Belding Scribner, a professor of medicine at the UW School of Medicine and a dialysis pioneer, was certain that long-term dialysis could be developed to save people's lives.
At the time, dialysis only took place in an operating room. It preserved the life of patients with temporary kidney failure, keeping them alive until their own kidneys returned to normal. Glass tubes had to be inserted into a patient to connect them to the artificial kidney, and were removed when dialysis was done. Patients whose kidneys did not recover soon died.
Scribner was haunted by the death of a Spokane patient who briefly made a dramatic recovery while on dialysis, and thought about the case constantly. "I literally woke up in the middle of the night with the idea of how we could save these people," he recalls.
His idea: insert a Teflon tube in the patient's artery and vein, and keep access open by hooking the tubes together to create a high blood flow "shunt." During dialysis, the shunt would be pulled out and replaced by lines to the artificial kidney machine.
Clyde Shields, a 39-year-old Boeing machinist dying from incurable kidney disease, was the first to receive the shunt on March 9, 1960, at the UW Medical Center. Shields lived for 11 years on intermittent dialysis. "Suddenly," Scribner says, "we took something that was 100 percent fatal and overnight turned it into 90 percent survival. To say the least, no one was prepared for it."
With dialysis facilities very limited, developing a home dialysis unit was the next step. With the help of UW Engineering Professor Albert L. Babb, a prototype home dialysis unit was created. "We were doing bioengineering before it was known as that," Scribner says. The first unit was about the size of an upright piano and had two noisy proportioning pumps. Nurses and patients alike dubbed it "the monster." To this day, home dialysis--which treats approximately 20,000 patients--is considered one of the bioengineering breakthroughs of all time.

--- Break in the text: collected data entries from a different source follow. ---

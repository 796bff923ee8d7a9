//! Geographic projection: converts between lat/lon and fine pixel coordinates.
//!
//! Plain equirectangular projection over the map's lat/lon window. The map
//! is a display, not a chart, so no distance correction is applied.

use wopr_core::constants::*;
use wopr_core::types::Point;

/// Equirectangular projection of a lat/lon window onto the pixel grid.
///
/// The north-west corner maps to pixel (0, `top_px`); rows above it are
/// headroom for arc peaks. x = East, y = South, both in fine pixels.
#[derive(Debug, Clone, PartialEq)]
pub struct MapProjection {
    pub north_lat: f64,
    pub south_lat: f64,
    pub west_lon: f64,
    pub east_lon: f64,
    pub width_px: f64,
    pub height_px: f64,
    pub top_px: f64,
}

impl Default for MapProjection {
    fn default() -> Self {
        Self::new(
            MAP_NORTH_LAT,
            MAP_SOUTH_LAT,
            MAP_WEST_LON,
            MAP_EAST_LON,
            MAP_WIDTH_PX,
            MAP_HEIGHT_PX,
        )
        .with_top_offset(ARC_HEADROOM_PX)
    }
}

impl MapProjection {
    pub fn new(
        north_lat: f64,
        south_lat: f64,
        west_lon: f64,
        east_lon: f64,
        width_px: f64,
        height_px: f64,
    ) -> Self {
        Self {
            north_lat,
            south_lat,
            west_lon,
            east_lon,
            width_px,
            height_px,
            top_px: 0.0,
        }
    }

    /// Shift the map down by `top_px` pixels.
    pub fn with_top_offset(mut self, top_px: f64) -> Self {
        self.top_px = top_px;
        self
    }

    /// Pixels per degree of longitude.
    pub fn lon_scale(&self) -> f64 {
        let span = self.east_lon - self.west_lon;
        if span.abs() <= f64::EPSILON {
            return 0.0;
        }
        self.width_px / span
    }

    /// Pixels per degree of latitude.
    pub fn lat_scale(&self) -> f64 {
        let span = self.north_lat - self.south_lat;
        if span.abs() <= f64::EPSILON {
            return 0.0;
        }
        self.height_px / span
    }

    /// Convert lat/lon (degrees) to a pixel coordinate.
    ///
    /// Points outside the window project outside the pixel grid; callers
    /// drop them at rasterization time.
    pub fn to_pixel(&self, lat: f64, lon: f64) -> Point {
        let x = (lon - self.west_lon) * self.lon_scale();
        let y = self.top_px + (self.north_lat - lat) * self.lat_scale();
        Point::new(x, y)
    }

    /// Convert a pixel coordinate back to (lat, lon) in degrees.
    pub fn to_geo(&self, point: Point) -> (f64, f64) {
        let lon_scale = self.lon_scale();
        let lat_scale = self.lat_scale();
        let lon = if lon_scale == 0.0 {
            self.west_lon
        } else {
            self.west_lon + point.x / lon_scale
        };
        let lat = if lat_scale == 0.0 {
            self.north_lat
        } else {
            self.north_lat - (point.y - self.top_px) / lat_scale
        };
        (lat, lon)
    }

    /// Whether a pixel coordinate lies on the map itself, not the headroom.
    pub fn contains(&self, point: Point) -> bool {
        point.x >= 0.0
            && point.x < self.width_px
            && point.y >= self.top_px
            && point.y < self.top_px + self.height_px
    }
}
//! Core types and definitions for the WOPR war simulation.
//!
//! This crate defines the vocabulary shared across all other crates:
//! sides, target kinds, missile and explosion components, commands,
//! the game result contract, configuration, and constants.
//! It has no dependency on any terminal or runtime framework.

pub mod commands;
pub mod components;
pub mod config;
pub mod constants;
pub mod enums;
pub mod error;
pub mod events;
pub mod state;
pub mod types;

pub use error::{Result, WoprError};
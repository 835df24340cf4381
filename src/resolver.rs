//! Batch identifier resolution and batch creation.

use tracing::debug;

use crate::catalog::{CatalogClient, NewSample};
use crate::domain::{BatchCandidate, MatchPolicy, Orcid, Sample, SampleId};
use crate::error::SynthError;

/// Outcome of resolving a user-supplied batch identifier.
#[derive(Debug, Clone, PartialEq, Eq)]
pub enum BatchResolution {
    /// A unique batch, or `None` when no batch was requested.
    Resolved { batch_id: Option<SampleId> },
    MultipleMatches {
        matches: Vec<BatchCandidate>,
        input: String,
    },
    NotFound { input: String },
}

impl BatchResolution {
    pub fn message(&self) -> String {
        match self {
            BatchResolution::Resolved { batch_id: Some(id) } => {
                format!("Batch resolved to ID: {id}")
            }
            BatchResolution::Resolved { batch_id: None } => "No batch selected".to_string(),
            BatchResolution::MultipleMatches { input, .. } => {
                format!("Multiple batches found with name '{input}'")
            }
            BatchResolution::NotFound { input } => format!("Batch '{input}' not found"),
        }
    }
}

/// Resolves `identifier` to a batch: exact id first, then exact name.
///
/// Never mutates the catalog. Under [`MatchPolicy::Lenient`] an error from the
/// by-id lookup is indistinguishable from "no such id" and falls through to the
/// name search.
pub fn resolve_batch<C: CatalogClient + ?Sized>(
    catalog: &C,
    identifier: &str,
    owner: &Orcid,
    project: &str,
    policy: MatchPolicy,
) -> Result<BatchResolution, SynthError> {
    let identifier = identifier.trim();
    if identifier.is_empty() {
        return Ok(BatchResolution::Resolved { batch_id: None });
    }
    debug!(identifier, owner = %owner, project, "resolving batch id");

    match catalog.get_sample(identifier) {
        Ok(Some(batch)) => {
            debug!(unique_id = %batch.unique_id, "batch found by unique id");
            return Ok(BatchResolution::Resolved {
                batch_id: Some(SampleId::new(identifier)),
            });
        }
        Ok(None) => {}
        Err(err) if !policy.is_strict() => {
            debug!(error = %err, "batch id lookup failed, trying name search");
        }
        Err(err) => return Err(err),
    }

    let mut batches = catalog.list_samples(identifier, None)?;
    match batches.len() {
        0 => {
            debug!(identifier, "no batch found by name");
            Ok(BatchResolution::NotFound {
                input: identifier.to_string(),
            })
        }
        1 => {
            let batch = batches.remove(0);
            debug!(unique_id = %batch.unique_id, "batch resolved by name");
            Ok(BatchResolution::Resolved {
                batch_id: Some(batch.unique_id),
            })
        }
        count => {
            debug!(identifier, count, "multiple batches share the name");
            Ok(BatchResolution::MultipleMatches {
                matches: batches.into_iter().map(BatchCandidate::from).collect(),
                input: identifier.to_string(),
            })
        }
    }
}

#[derive(Debug, Clone)]
pub struct NewBatch {
    pub batch_name: String,
    pub batch_id: String,
    pub description: Option<String>,
}

/// Creates a batch sample named by its batch id.
pub fn create_batch<C: CatalogClient + ?Sized>(
    catalog: &C,
    batch: &NewBatch,
    owner: &Orcid,
    project: &str,
) -> Result<Sample, SynthError> {
    if batch.batch_name.trim().is_empty() || batch.batch_id.trim().is_empty() {
        return Err(SynthError::InvalidRequest(
            "Batch name and ID are required".to_string(),
        ));
    }
    let description = batch
        .description
        .clone()
        .filter(|d| !d.trim().is_empty())
        .unwrap_or_else(|| format!("Batch {}", batch.batch_name));

    catalog.add_sample(&NewSample {
        sample_name: batch.batch_id.clone(),
        description: Some(description),
        creation_date: catalog.now(),
        owner_orcid: owner.to_string(),
        project_id: project.to_string(),
    })
}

But in the '60s, dialysis was considered experimental and didn't have much support. Perhaps the biggest problem in the early days of dialysis was ethical. Given the limited availability of facilities, how were the few patients who could receive treatment to be chosen from the many who needed it to stay alive?
Swedish Hospital was the home of the world's first community dialysis unit. The service arm of Scribner's program, it was called the Seattle Artificial Kidney Center. When it opened in 1962, it had three beds and could handle up to 12 patients. Unfortunately, there were 60 patients in need for those 12 openings.
For several years, a committee composed of a minister, housewife, lawyer, banker, state government official, labor leader and surgeon were given the unenviable task of deciding which applicants would be admitted to the kidney center. The committee, whose members remained anonymous, came to be known as the "Life or Death Committee." (It dissovled in 1967 because its function was no longer necessary. Home dialysis had taken off, freeing more beds in the center.)
On one occasion, the committee denied treatment for a 16-year-old high school honors student. Scribner and Babb couldn't live with the prospect of the student's death, but they didn't want to circumvent the authority of the committee--which was set up by the King County Medical Society. So they worked up a typically academic solution. They would develop a home unit to treat the honors student as a UW research project. Since it was experimental, it would not be subject to the committee's rule.
Today, on the eve of the 50th anniversary of the UW School of Medicine, the UW's George M. O'Brien Kidney Research Center is a leader in the field. And it--along with thousands of patients over the years--owes a lot to a certain idea in the middle of the night that came to Belding Scribner.